* Task statement
Show only those lines of the entries where the string "RecordedEvent" is found.

....

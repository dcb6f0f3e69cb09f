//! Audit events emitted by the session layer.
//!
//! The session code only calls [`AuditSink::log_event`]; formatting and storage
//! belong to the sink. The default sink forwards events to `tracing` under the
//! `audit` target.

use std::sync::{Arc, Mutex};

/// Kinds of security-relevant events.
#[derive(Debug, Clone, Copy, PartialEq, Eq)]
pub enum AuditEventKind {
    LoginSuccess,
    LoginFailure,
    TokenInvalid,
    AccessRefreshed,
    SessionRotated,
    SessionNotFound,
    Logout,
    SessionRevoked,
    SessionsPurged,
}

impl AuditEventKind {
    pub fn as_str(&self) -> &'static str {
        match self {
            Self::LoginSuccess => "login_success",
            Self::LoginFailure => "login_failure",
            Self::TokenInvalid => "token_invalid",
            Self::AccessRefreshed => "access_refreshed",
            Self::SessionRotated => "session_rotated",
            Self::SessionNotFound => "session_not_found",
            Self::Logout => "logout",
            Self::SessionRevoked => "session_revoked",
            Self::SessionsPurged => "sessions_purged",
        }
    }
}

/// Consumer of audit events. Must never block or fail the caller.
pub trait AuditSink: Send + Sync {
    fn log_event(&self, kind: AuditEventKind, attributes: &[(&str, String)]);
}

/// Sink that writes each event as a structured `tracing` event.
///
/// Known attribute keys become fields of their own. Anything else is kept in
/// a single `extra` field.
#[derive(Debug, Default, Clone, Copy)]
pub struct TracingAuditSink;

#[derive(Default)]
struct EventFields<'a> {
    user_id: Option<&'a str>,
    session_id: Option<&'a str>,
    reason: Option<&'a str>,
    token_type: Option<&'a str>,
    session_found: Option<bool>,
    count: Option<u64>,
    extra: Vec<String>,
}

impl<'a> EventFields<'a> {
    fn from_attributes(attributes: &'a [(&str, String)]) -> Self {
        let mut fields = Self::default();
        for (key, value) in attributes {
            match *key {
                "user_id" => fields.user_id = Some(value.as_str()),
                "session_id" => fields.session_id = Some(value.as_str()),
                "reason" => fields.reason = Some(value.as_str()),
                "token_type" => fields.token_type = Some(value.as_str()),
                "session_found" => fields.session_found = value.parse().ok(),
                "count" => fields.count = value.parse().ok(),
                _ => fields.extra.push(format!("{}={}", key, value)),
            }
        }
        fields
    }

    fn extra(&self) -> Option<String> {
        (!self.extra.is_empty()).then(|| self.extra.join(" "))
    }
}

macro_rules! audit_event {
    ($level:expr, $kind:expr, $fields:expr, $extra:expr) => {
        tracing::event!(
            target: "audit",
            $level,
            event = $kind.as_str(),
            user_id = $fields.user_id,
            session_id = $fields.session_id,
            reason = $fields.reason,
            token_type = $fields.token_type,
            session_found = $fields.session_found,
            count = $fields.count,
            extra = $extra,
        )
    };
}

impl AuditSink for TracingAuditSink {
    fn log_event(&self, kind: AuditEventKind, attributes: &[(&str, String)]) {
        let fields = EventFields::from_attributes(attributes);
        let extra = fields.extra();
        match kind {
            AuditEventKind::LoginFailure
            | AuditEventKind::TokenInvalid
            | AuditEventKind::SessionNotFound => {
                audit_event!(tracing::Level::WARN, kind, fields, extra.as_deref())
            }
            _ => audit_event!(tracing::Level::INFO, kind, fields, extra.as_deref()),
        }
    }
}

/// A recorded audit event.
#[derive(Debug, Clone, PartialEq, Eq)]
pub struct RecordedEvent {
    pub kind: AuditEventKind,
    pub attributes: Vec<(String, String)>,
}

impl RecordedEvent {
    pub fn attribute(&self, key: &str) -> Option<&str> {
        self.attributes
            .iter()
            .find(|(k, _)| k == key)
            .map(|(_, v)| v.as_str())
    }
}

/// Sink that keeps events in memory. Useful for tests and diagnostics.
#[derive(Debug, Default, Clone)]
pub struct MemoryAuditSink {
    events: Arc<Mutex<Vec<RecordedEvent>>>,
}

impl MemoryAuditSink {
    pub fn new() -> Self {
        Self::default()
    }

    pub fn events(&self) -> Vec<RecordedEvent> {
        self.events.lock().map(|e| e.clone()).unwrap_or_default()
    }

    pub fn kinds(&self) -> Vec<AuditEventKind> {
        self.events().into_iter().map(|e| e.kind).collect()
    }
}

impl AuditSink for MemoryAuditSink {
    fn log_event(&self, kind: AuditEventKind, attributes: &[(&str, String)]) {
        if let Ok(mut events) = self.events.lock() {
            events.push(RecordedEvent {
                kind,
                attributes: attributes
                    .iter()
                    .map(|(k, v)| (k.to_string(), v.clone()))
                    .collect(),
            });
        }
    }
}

....

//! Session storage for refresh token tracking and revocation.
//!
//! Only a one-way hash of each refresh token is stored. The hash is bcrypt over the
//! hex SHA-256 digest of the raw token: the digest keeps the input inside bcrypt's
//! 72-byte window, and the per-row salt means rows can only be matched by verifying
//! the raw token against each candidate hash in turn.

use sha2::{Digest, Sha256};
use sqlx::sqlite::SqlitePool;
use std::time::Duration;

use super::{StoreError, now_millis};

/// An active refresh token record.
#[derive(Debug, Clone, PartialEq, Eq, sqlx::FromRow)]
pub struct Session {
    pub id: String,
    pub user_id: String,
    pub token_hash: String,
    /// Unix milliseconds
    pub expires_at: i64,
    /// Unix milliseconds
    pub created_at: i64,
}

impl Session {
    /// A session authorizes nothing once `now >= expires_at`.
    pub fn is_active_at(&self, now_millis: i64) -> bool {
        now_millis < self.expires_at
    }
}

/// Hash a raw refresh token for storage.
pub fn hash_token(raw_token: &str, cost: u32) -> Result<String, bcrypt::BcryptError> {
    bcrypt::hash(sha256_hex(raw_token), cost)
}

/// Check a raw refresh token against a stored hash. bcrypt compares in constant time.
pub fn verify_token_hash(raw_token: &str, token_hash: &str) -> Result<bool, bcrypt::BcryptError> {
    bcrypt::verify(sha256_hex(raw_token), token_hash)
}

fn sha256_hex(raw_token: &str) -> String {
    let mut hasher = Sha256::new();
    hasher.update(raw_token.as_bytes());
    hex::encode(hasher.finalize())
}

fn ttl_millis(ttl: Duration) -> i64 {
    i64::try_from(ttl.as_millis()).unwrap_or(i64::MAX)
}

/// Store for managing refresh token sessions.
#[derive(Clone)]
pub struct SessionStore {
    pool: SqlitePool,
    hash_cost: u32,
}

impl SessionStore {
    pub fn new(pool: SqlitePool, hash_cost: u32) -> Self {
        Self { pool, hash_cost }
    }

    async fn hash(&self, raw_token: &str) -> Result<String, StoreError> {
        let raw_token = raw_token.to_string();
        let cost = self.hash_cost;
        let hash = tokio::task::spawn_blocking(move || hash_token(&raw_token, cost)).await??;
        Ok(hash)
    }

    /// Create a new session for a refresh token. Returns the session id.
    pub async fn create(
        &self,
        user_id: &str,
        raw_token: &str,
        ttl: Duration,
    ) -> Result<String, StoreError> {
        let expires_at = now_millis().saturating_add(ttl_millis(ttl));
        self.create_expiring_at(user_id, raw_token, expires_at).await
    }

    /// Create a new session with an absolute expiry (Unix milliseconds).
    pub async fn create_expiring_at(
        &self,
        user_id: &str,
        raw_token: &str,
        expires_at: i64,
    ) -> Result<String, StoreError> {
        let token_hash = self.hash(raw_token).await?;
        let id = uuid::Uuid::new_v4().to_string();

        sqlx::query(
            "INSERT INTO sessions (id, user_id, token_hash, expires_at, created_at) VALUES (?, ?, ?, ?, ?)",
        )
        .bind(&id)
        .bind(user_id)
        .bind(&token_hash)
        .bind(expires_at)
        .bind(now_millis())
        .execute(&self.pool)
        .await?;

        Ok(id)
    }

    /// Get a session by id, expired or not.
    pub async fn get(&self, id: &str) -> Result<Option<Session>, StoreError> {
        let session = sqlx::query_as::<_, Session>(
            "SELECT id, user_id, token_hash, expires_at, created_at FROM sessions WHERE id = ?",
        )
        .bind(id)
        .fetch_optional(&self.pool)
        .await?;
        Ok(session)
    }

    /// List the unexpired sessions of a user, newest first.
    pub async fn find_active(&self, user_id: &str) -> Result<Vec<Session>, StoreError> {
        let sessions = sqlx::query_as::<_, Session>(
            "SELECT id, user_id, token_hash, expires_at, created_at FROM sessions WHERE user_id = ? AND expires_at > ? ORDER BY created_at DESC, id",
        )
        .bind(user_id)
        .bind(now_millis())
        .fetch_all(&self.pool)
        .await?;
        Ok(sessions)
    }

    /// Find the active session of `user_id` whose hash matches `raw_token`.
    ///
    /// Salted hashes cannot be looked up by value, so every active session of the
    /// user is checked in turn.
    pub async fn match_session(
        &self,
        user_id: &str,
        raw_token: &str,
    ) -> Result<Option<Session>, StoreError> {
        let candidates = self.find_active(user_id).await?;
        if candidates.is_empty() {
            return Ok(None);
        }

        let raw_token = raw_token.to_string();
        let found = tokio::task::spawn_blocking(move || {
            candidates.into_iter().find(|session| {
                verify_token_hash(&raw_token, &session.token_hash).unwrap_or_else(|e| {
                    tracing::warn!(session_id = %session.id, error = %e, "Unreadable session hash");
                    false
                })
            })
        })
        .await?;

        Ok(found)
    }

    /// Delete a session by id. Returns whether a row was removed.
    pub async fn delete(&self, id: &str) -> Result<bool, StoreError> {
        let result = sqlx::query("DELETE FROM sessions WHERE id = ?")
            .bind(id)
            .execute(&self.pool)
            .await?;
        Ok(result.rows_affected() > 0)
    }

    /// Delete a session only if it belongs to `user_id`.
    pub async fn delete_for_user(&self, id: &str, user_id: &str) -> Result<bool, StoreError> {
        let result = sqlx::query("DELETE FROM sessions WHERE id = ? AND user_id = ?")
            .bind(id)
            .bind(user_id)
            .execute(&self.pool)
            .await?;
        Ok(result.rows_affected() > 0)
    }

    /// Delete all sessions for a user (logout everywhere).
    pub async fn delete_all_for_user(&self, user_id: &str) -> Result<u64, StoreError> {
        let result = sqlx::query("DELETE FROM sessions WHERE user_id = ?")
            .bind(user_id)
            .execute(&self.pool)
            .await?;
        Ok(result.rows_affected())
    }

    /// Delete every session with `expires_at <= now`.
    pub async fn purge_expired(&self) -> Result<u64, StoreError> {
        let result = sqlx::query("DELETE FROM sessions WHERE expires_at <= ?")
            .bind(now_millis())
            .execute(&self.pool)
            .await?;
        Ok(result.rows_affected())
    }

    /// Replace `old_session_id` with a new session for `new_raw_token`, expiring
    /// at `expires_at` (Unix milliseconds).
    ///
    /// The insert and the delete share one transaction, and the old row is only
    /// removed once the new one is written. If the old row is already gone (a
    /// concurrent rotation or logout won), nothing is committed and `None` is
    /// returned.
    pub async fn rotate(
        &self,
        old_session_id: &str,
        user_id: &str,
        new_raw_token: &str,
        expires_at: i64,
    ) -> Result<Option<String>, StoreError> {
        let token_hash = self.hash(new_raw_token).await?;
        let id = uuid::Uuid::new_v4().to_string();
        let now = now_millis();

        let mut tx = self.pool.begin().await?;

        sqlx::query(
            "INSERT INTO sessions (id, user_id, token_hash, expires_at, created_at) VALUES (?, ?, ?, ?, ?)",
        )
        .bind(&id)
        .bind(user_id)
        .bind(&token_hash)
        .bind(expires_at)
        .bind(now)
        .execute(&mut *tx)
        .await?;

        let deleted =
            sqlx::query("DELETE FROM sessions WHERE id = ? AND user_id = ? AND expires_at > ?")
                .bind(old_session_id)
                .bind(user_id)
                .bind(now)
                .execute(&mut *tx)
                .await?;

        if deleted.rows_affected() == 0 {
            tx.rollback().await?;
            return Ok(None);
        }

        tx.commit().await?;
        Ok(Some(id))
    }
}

....

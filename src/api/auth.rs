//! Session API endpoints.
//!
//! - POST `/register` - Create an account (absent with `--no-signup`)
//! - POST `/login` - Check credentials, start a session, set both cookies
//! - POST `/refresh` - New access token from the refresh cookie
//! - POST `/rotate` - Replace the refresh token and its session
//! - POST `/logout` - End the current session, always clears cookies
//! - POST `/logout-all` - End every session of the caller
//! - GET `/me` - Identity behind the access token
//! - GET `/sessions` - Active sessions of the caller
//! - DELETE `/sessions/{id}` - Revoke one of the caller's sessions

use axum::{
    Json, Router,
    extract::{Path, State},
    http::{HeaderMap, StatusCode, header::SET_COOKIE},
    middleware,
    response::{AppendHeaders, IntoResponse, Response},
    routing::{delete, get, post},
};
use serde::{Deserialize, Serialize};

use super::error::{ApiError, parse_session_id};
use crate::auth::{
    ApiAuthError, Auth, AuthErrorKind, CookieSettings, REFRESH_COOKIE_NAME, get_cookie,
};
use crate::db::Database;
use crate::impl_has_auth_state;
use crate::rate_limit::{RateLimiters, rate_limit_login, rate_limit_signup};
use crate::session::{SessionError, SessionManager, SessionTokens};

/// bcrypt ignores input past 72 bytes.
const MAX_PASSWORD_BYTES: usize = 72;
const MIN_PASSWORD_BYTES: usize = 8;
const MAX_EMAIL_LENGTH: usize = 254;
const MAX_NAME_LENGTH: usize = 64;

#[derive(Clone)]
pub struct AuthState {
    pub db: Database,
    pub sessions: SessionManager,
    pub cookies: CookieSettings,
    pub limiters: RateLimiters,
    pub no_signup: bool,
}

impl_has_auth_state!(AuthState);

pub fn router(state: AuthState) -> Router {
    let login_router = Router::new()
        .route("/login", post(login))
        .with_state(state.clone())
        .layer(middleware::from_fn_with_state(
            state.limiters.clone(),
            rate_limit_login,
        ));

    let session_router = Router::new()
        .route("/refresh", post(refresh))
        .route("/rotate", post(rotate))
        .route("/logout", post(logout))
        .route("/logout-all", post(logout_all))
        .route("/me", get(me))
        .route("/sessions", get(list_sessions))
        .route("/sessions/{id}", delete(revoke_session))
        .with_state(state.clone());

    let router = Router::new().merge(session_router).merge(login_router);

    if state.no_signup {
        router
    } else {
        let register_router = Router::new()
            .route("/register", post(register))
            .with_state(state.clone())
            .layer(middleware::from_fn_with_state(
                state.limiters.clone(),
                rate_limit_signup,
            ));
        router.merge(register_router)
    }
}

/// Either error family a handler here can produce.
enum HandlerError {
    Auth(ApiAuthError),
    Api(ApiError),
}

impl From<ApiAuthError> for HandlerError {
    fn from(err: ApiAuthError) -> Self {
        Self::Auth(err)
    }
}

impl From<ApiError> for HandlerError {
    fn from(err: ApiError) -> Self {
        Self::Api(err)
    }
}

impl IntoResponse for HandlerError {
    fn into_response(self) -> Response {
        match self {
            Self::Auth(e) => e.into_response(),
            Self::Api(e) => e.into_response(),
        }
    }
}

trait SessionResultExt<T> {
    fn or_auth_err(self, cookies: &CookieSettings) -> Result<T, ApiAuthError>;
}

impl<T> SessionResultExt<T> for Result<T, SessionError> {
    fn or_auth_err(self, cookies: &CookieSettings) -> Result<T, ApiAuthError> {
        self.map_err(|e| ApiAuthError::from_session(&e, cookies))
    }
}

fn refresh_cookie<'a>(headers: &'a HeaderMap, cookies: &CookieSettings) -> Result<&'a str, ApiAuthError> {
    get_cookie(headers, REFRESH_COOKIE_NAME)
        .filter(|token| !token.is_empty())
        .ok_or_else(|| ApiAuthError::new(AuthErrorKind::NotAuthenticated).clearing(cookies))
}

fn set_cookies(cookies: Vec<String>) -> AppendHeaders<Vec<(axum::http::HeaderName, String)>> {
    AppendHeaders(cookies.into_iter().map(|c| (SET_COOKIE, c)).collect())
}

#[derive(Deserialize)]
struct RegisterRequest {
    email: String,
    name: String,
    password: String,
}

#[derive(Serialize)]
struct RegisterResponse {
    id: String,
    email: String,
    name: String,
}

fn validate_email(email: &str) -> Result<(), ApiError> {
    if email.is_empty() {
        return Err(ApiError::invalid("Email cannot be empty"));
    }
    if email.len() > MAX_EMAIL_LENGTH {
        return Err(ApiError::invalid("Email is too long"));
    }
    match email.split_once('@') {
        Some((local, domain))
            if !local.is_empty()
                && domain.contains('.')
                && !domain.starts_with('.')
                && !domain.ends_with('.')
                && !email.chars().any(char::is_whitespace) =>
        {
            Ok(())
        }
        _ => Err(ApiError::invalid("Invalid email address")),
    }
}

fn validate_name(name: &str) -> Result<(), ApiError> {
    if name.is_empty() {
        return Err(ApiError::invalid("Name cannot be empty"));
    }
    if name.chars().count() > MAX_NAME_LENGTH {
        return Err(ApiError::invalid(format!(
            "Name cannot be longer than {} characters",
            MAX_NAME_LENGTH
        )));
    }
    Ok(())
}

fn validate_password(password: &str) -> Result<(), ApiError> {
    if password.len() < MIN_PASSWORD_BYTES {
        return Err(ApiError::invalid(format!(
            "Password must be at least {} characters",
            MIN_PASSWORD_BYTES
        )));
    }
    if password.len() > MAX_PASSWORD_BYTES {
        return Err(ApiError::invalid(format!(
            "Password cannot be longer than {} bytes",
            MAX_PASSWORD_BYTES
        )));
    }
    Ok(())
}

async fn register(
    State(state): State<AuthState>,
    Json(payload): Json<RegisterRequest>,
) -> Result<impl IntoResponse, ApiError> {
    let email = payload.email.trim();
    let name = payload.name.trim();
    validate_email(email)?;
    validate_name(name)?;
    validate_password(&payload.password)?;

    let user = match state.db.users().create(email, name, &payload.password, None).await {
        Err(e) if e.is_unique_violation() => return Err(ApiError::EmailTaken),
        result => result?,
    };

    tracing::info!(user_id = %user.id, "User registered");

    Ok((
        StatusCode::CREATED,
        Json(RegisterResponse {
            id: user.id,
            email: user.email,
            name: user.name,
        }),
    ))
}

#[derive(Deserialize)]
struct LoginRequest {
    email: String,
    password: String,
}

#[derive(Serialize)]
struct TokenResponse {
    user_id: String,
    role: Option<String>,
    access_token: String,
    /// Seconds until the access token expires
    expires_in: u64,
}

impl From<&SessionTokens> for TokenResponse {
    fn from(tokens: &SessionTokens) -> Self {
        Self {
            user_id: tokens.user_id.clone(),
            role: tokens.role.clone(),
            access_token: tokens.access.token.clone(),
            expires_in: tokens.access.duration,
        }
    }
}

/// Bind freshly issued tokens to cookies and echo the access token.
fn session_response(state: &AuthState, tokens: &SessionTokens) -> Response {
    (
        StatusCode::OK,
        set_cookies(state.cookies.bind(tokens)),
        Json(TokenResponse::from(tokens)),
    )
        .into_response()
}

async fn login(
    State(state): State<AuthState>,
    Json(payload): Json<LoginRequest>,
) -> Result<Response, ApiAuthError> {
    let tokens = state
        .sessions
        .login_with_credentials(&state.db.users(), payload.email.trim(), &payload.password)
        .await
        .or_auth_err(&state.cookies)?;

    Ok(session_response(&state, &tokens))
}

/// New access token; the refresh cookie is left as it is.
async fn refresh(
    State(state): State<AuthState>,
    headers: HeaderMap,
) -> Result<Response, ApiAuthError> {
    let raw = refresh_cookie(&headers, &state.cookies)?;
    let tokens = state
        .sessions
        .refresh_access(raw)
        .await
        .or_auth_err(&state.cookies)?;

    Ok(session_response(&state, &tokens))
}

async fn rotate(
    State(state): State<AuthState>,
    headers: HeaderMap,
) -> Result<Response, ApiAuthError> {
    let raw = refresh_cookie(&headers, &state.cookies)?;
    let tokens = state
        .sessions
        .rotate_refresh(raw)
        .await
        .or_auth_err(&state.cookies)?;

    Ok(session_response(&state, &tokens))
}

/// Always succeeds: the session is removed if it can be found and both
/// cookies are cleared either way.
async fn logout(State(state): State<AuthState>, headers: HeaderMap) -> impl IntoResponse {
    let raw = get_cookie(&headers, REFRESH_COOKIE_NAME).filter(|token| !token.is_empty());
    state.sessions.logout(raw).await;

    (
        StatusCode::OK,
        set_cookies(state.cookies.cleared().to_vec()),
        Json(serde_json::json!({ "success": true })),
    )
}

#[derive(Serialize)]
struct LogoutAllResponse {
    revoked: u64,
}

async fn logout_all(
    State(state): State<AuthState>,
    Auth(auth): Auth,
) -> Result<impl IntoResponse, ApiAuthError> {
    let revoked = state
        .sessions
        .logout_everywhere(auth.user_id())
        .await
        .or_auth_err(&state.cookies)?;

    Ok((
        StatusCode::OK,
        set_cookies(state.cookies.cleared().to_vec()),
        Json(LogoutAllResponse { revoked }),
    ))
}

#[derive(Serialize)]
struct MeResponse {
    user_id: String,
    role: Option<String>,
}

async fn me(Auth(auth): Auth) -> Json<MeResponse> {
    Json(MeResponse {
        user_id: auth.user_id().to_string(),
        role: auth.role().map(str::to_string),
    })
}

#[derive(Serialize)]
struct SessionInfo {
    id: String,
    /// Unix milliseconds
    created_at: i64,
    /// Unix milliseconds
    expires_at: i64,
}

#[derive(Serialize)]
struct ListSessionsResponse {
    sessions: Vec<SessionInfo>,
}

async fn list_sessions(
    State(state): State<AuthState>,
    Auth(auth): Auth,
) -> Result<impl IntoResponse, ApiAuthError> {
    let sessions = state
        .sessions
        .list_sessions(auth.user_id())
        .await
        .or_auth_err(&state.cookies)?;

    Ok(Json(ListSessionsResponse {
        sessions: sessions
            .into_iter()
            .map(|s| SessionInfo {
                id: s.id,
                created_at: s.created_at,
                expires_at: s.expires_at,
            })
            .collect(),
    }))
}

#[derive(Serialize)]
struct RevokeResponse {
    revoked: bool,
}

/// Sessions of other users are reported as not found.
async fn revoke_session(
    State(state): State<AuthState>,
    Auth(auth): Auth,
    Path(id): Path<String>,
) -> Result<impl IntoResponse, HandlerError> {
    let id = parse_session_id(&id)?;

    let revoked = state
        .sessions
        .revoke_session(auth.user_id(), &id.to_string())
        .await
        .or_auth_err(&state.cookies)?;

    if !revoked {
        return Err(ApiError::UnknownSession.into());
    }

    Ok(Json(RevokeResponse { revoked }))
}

....

* Answer below
pub struct RecordedEvent {
impl RecordedEvent {
    events: Arc<Mutex<Vec<RecordedEvent>>>,
    pub fn events(&self) -> Vec<RecordedEvent> {
            events.push(RecordedEvent {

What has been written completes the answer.